The strengths and vagaries of human passion, memory, and nagging yet persistent intuition form the core of the story. Rarely does a film capture so well the “it’s complicated” aspect of the human heart. You needn’t clutch your hanky for the entire ride—there are some great laughs along the way. Do have your hankie at the ready at the conclusion of the film (or tell me why you didn’t need it).
Don’t—I repeat, don’t—miss the tracking shot that begins in the air above the soccer stadium.
El secreto de sus ojos was directed by Juan Jose Campanella (IMDB page here). He also directed the Season 6, Episode 19 episode of the television show House, which premieres tonight (3 May 2010). A portion of the episode was filmed at Pasadena’s own Church of the Angels (Petrea’s photos of the church here). The church should be quite recognizable in the first few minutes of the show.
I acted as Church of the Angels site rep on the House shoot, and I met Mr. Campanella. I was not familiar with this film (or his others) at the time I met him. Had I been, I would have gushed my appreciation (embarrassed and embarrassing fussing and gushing, I’m sure). Instead, we shook hands, our eyes met, and I had the sense I was meeting A Good Guy.
More on El secreto de sus ojos below:
LA Times review by Betsey Sharkey.
Review by Peter Canavese from Palo Alto Online.
A divergent opinion from The Village Voice, which calls the film “ridiculous.”

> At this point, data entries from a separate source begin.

use crate::application::ports::validation::EmailValidator;
use regex::Regex;

// Dot-atom local part over the RFC 5322 atext set (Unicode letters and digits
// allowed), then dot-separated domain labels ending in an alphabetic TLD.
const EMAIL_PATTERN: &str = concat!(
    r"^[\p{L}\p{N}!#$%&'*+/=?^_`{|}~-]+(?:\.[\p{L}\p{N}!#$%&'*+/=?^_`{|}~-]+)*",
    r"@(?:[\p{L}\p{N}](?:[\p{L}\p{N}-]*[\p{L}\p{N}])?\.)+\p{L}{2,}$",
);

/// Longest address allowed by RFC 5321.
pub const DEFAULT_MAX_EMAIL_LENGTH: usize = 254;

/// Longest local part allowed by RFC 5321.
const MAX_LOCAL_PART_LENGTH: usize = 64;

#[derive(Clone, Debug)]
pub struct RegexEmailValidator {
    pattern: Regex,
    max_length: usize,
}

impl RegexEmailValidator {
    pub fn new(max_length: usize) -> Result<Self, regex::Error> {
        Ok(Self {
            pattern: Regex::new(EMAIL_PATTERN)?,
            max_length,
        })
    }
}

impl EmailValidator for RegexEmailValidator {
    fn is_email(&self, candidate: &str) -> bool {
        let Some((local, _)) = candidate.rsplit_once('@') else {
            return false;
        };
        candidate.len() <= self.max_length
            && local.len() <= MAX_LOCAL_PART_LENGTH
            && self.pattern.is_match(candidate)
    }
}

#[cfg(test)]
mod tests {
    use super::*;

    fn validator() -> RegexEmailValidator {
        RegexEmailValidator::new(DEFAULT_MAX_EMAIL_LENGTH).unwrap()
    }

    #[test]
    fn accepts_common_addresses() {
        let v = validator();
        assert!(v.is_email("a@b.com"));
        assert!(v.is_email("user.name+tag@domain.co.uk"));
    }

    #[test]
    fn accepts_the_full_atext_set() {
        let v = validator();
        for good in [
            "o'brien@example.com",
            "a!b@example.com",
            "x#y$z%w&v*u@example.com",
            "a/b=c?d^e_f`g{h|i}j~k@example.com",
            "first-last@sub-domain.example.org",
        ] {
            assert!(v.is_email(good), "{good}");
        }
    }

    #[test]
    fn accepts_unicode_addresses() {
        let v = validator();
        assert!(v.is_email("josé@example.com"));
        assert!(v.is_email("用户@例子.广告"));
    }

    #[test]
    fn rejects_malformed_addresses() {
        let v = validator();
        for bad in ["invalid-email", "@example.com", "test@", "a@b", "a@@b.com", "a b@c.com"] {
            assert!(!v.is_email(bad), "{bad}");
        }
    }

    #[test]
    fn rejects_misplaced_dots() {
        let v = validator();
        for bad in [".a@b.com", "a.@b.com", "a..b@b.com", "a@.b.com", "a@b..com", "a@b.com."] {
            assert!(!v.is_email(bad), "{bad}");
        }
    }

    #[test]
    fn rejects_bad_domain_labels() {
        let v = validator();
        for bad in ["a@-b.com", "a@b-.com", "a@b.c", "a@b.c0m", "a@b_c.com"] {
            assert!(!v.is_email(bad), "{bad}");
        }
    }

    #[test]
    fn rejects_overlong_local_part() {
        let v = validator();
        let local = "a".repeat(MAX_LOCAL_PART_LENGTH);
        assert!(v.is_email(&format!("{local}@b.com")));
        assert!(!v.is_email(&format!("{local}a@b.com")));
    }

    #[test]
    fn rejects_overlong_addresses() {
        let v = RegexEmailValidator::new(10).unwrap();
        assert!(v.is_email("ab@cd.com"));
        assert!(!v.is_email("abcdef@gh.com"));
    }
}
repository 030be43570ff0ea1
// src/domain/user/repository.rs
use crate::domain::errors::DomainResult;
use crate::domain::user::{entity::SafeUser, value_objects::EmailAddress};
use async_trait::async_trait;

/// Storage seam for safe users. Implementations must enforce email uniqueness
/// and report a duplicate as [`DomainError::Conflict`](crate::domain::errors::DomainError::Conflict).
#[async_trait]
pub trait UserRepository: Send + Sync {
    async fn insert(&self, user: &SafeUser) -> DomainResult<SafeUser>;

    async fn find_by_email(&self, email: &EmailAddress) -> DomainResult<Option<SafeUser>>;

    /// Replaces the stored record that has the same email.
    async fn update(&self, user: &SafeUser) -> DomainResult<SafeUser>;

    async fn delete(&self, email: &EmailAddress) -> DomainResult<()>;
}
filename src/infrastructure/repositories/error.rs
use super::schema::{EMAIL_KEY_SUFFIX, ROLE_CHECK_SUFFIX, TIMESTAMP_CHECK_SUFFIX};
use crate::domain::errors::{DomainError, ValidationError};

pub fn map_sqlx(err: sqlx::Error) -> DomainError {
    match &err {
        sqlx::Error::Database(db_err) => {
            if let Some(constraint) = db_err.constraint() {
                return map_constraint(constraint);
            }

            if let Some(code) = db_err.code() {
                match code.as_ref() {
                    "23505" => {
                        return DomainError::Conflict("unique constraint violated".into());
                    }
                    "23514" => {
                        return DomainError::Persistence("check constraint violated".into());
                    }
                    _ => {}
                }
            }

            DomainError::Persistence(db_err.message().to_string())
        }
        _ => DomainError::Persistence(err.to_string()),
    }
}

fn map_constraint(constraint: &str) -> DomainError {
    if constraint.ends_with(EMAIL_KEY_SUFFIX) {
        DomainError::Conflict("email already exists".into())
    } else if constraint.ends_with(TIMESTAMP_CHECK_SUFFIX) {
        ValidationError::invalid_timestamp().into()
    } else if constraint.ends_with(ROLE_CHECK_SUFFIX) {
        ValidationError::invalid_enum("role").into()
    } else {
        DomainError::Persistence(format!("database constraint violation: {constraint}"))
    }
}

#[cfg(test)]
mod tests {
    use super::*;
    use crate::domain::errors::ValidationErrorKind;

    #[test]
    fn email_key_maps_to_conflict() {
        assert!(matches!(
            map_constraint("users_email_key"),
            DomainError::Conflict(msg) if msg == "email already exists"
        ));
    }

    #[test]
    fn check_constraints_map_to_validation_kinds() {
        match map_constraint("users_updated_after_created_chk") {
            DomainError::Validation(err) => {
                assert_eq!(err.kind, ValidationErrorKind::InvalidTimestamp)
            }
            other => panic!("unexpected {other:?}"),
        }
        match map_constraint("users_role_chk") {
            DomainError::Validation(err) => {
                assert_eq!(err.kind, ValidationErrorKind::InvalidEnum("role"))
            }
            other => panic!("unexpected {other:?}"),
        }
    }

    #[test]
    fn unknown_constraint_is_persistence_error() {
        assert!(matches!(
            map_constraint("users_other_fkey"),
            DomainError::Persistence(_)
        ));
    }

    #[test]
    fn non_database_errors_are_persistence_errors() {
        assert!(matches!(
            map_sqlx(sqlx::Error::RowNotFound),
            DomainError::Persistence(_)
        ));
    }
}
// src/domain/user/value_objects.rs
use crate::domain::errors::{ValidationError, ValidationErrorKind};
use crate::application::ports::validation::EmailValidator;
use serde::{Deserialize, Serialize};
use std::{fmt, str::FromStr};

#[derive(Debug, Clone, Copy, PartialEq, Eq, Serialize, Deserialize, Hash, Default)]
#[serde(rename_all = "lowercase")]
pub enum Role {
    #[default]
    User,
    Admin,
    Owner,
}

impl Role {
    pub const ALL: [Self; 3] = [Self::User, Self::Admin, Self::Owner];

    pub fn as_str(&self) -> &'static str {
        match self {
            Role::User => "user",
            Role::Admin => "admin",
            Role::Owner => "owner",
        }
    }
}

impl fmt::Display for Role {
    fn fmt(&self, f: &mut fmt::Formatter<'_>) -> fmt::Result {
        f.write_str(self.as_str())
    }
}

impl FromStr for Role {
    type Err = ValidationError;

    fn from_str(s: &str) -> Result<Self, Self::Err> {
        match s {
            "user" => Ok(Role::User),
            "admin" => Ok(Role::Admin),
            "owner" => Ok(Role::Owner),
            _ => Err(ValidationErrorKind::InvalidEnum("role").into()),
        }
    }
}

/// Email address accepted by an [`EmailValidator`]. The original spelling is
/// kept so that records round-trip unchanged.
#[derive(Debug, Clone, PartialEq, Eq, Hash, Serialize)]
#[serde(transparent)]
pub struct EmailAddress(String);

impl EmailAddress {
    pub fn parse(
        value: impl Into<String>,
        validator: &dyn EmailValidator,
    ) -> Result<Self, ValidationError> {
        let value = value.into();
        if validator.is_email(&value) {
            Ok(Self(value))
        } else {
            Err(ValidationError::invalid_email())
        }
    }

    pub fn as_str(&self) -> &str {
        &self.0
    }
}

impl From<EmailAddress> for String {
    fn from(value: EmailAddress) -> Self {
        value.0
    }
}

impl fmt::Display for EmailAddress {
    fn fmt(&self, f: &mut fmt::Formatter<'_>) -> fmt::Result {
        f.write_str(&self.0)
    }
}

#[derive(Debug, Clone, PartialEq, Eq, Hash, Serialize)]
#[serde(transparent)]
pub struct Username(String);

impl Username {
    pub fn new(value: impl Into<String>) -> Result<Self, ValidationError> {
        let value = value.into();
        if value.is_empty() {
            return Err(ValidationError::missing("username"));
        }
        Ok(Self(value))
    }

    pub fn as_str(&self) -> &str {
        &self.0
    }
}

impl From<Username> for String {
    fn from(value: Username) -> Self {
        value.0
    }
}

impl fmt::Display for Username {
    fn fmt(&self, f: &mut fmt::Formatter<'_>) -> fmt::Result {
        f.write_str(&self.0)
    }
}
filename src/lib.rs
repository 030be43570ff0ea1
pub mod application;
pub mod config;
pub mod domain;
pub mod infrastructure;
pub mod presentation;
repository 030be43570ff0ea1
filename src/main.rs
use anyhow::{Context, Result, bail};
use serde_json::Value;
use std::fs;
use tracing_subscriber::{layer::SubscriberExt, util::SubscriberInitExt};
use users_types::{
    config::AppConfig,
    domain::user::validate,
    infrastructure::{
        database,
        email::RegexEmailValidator,
        repositories::schema::render_create_table,
    },
    presentation::openapi::write_openapi_snapshot,
};

const USAGE: &str = "usage: users_types <openapi-snapshot | schema | migrate | validate <file.json>>";

#[tokio::main]
async fn main() {
    if let Err(err) = run().await {
        tracing::error!(error = %err, "fatal error");
        eprintln!("fatal error: {err:#}");
        std::process::exit(1);
    }
}

async fn run() -> Result<()> {
    // Loads .env first so RUST_LOG from it reaches the subscriber.
    let config = AppConfig::from_env()?;
    init_tracing();

    let mut args = std::env::args().skip(1);

    match args.next().as_deref() {
        Some("openapi-snapshot") => {
            let path = config.openapi_snapshot_path();
            write_openapi_snapshot(path)?;
            println!("OpenAPI snapshot written to {}", path.display());
        }
        Some("schema") => {
            println!("{};", render_create_table(config.users_table()));
        }
        Some("migrate") => {
            let pool = database::init_pool(config.database_url()).await?;
            database::apply_schema(&pool, config.users_table()).await?;
        }
        Some("validate") => {
            let path = args.next().context(USAGE)?;
            let raw = fs::read_to_string(&path).with_context(|| format!("reading {path}"))?;
            let candidate: Value =
                serde_json::from_str(&raw).with_context(|| format!("parsing {path}"))?;
            let emails = RegexEmailValidator::new(config.email_max_length())?;
            let user = validate(&candidate, &emails)?;
            println!("{}", serde_json::to_string_pretty(&user)?);
        }
        Some(other) => bail!("unknown command '{other}'\n{USAGE}"),
        None => println!("{USAGE}"),
    }

    Ok(())
}

fn init_tracing() {
    let env_filter = std::env::var("RUST_LOG")
        .ok()
        .unwrap_or_else(|| "info,sqlx=warn".to_string());

    let subscriber = tracing_subscriber::registry()
        .with(tracing_subscriber::EnvFilter::new(env_filter))
        .with(tracing_subscriber::fmt::layer().with_writer(std::io::stderr));

    if subscriber.try_init().is_err() {
        tracing::warn!("tracing subscriber already initialised");
    }
}
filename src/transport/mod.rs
//! Transport abstraction
//!
//! "Copy files to a host" and "run a command on a host", with failures
//! classified so the executor can decide retry vs abort. The production
//! implementation shells out to rsync and ssh; tests substitute a scripted
//! in-memory transport.

mod ssh;

pub use ssh::{has_rsync, has_ssh, SshTransport};

use std::path::Path;
use std::time::Duration;

use crate::error::TransportError;
use crate::models::Host;

/// Output of a remote command.
#[derive(Debug, Clone, PartialEq, Eq)]
pub struct ExecOutput {
    pub code: i32,
    pub stdout: String,
    pub stderr: String,
}

impl ExecOutput {
    pub fn success(&self) -> bool {
        self.code == 0
    }
}

/// Remote-execution channel for one or more hosts.
///
/// Implementations must be safe to share across the executor's per-host
/// worker threads; each call owns its own connection.
pub trait Transport: Send + Sync {
    /// Copy `local_root`'s contents into `remote_path` on the host.
    ///
    /// `excludes` are gitignore-style patterns skipped during transfer.
    fn copy(
        &self,
        host: &Host,
        local_root: &Path,
        remote_path: &str,
        excludes: &[String],
    ) -> Result<(), TransportError>;

    /// Run a command on the host, killing it if `timeout` elapses.
    ///
    /// A nonzero exit is an `Ok(ExecOutput)` here; the caller decides
    /// whether that constitutes failure. `Err` means the command could not
    /// run to completion (unreachable, rejected, timed out).
    fn exec(
        &self,
        host: &Host,
        command: &str,
        timeout: Duration,
    ) -> Result<ExecOutput, TransportError>;
}

/// Quote a string for a remote POSIX shell.
pub(crate) fn shell_quote(s: &str) -> String {
    format!("'{}'", s.replace('\'', "'\\''"))
}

(Man, am I ever rusty. Took gadgillion hours to do this post, and not because of the links. Can’t get photos out of my phone due to its CDMA/GSM duality—according to Verizon tech support anyway—“Junior” at Verizon blamed the SIM card. So I sent the photo (above) from my phone to The Scout’s phone, then had to sign onto his Verizon account (resetting the password in the process of course because I couldn’t find the Post-It with the relevant info even though it was right here by the keyboard 3 months ago). Then I didn’t want to sound like a film reviewer (but how could I? I’m not one anyway) – and then I felt them. I felt the cliches creeping up. And they do, they do – those cliches rattle around in my head like Marley’s chains. Still, I didn’t want to do the blogger’s statement of repose: “Insert superlatives about film here.” Then I discover an interview with the director, so I have to listen to that. Then the phone rings, so I never finish the interview. Then I check in with Facebook (thus applying the Hoover directly to the clock). Now, really, Really, REally I must get on with this day!)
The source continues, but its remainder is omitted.